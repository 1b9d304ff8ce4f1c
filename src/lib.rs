//! cookie-profiles - named cookie sets for web pages
//!
//! Profiles are stored one record per profile plus a name index, so a single
//! large profile cannot push the whole collection over a storage quota. The
//! crate provides the profile store, the one-time migration from the older
//! single-record layout, cookie application to pages and a CLI front end.

pub mod cli;
pub mod config;
pub mod confirm;
pub mod cookies;
pub mod error;
pub mod exit_code;
pub mod i18n;
pub mod logging;
pub mod manager;
pub mod migration;
pub mod output;
pub mod profile;
pub mod storage;
pub mod utils;

pub use error::{ProfileError, Result};

/// Version information
pub const VERSION: &str = env!("CARGO_PKG_VERSION");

• _Problem requirements_
Emit an exact copy of the lines spanning the start of the records to the line containing "storage quota. The", inclusive, and no other output.

• _Response box_
repository 1b9d304ff8ce4f1c
filename src/lib.rs
//! cookie-profiles - named cookie sets for web pages
//!
//! Profiles are stored one record per profile plus a name index, so a single
//! large profile cannot push the whole collection over a storage quota. The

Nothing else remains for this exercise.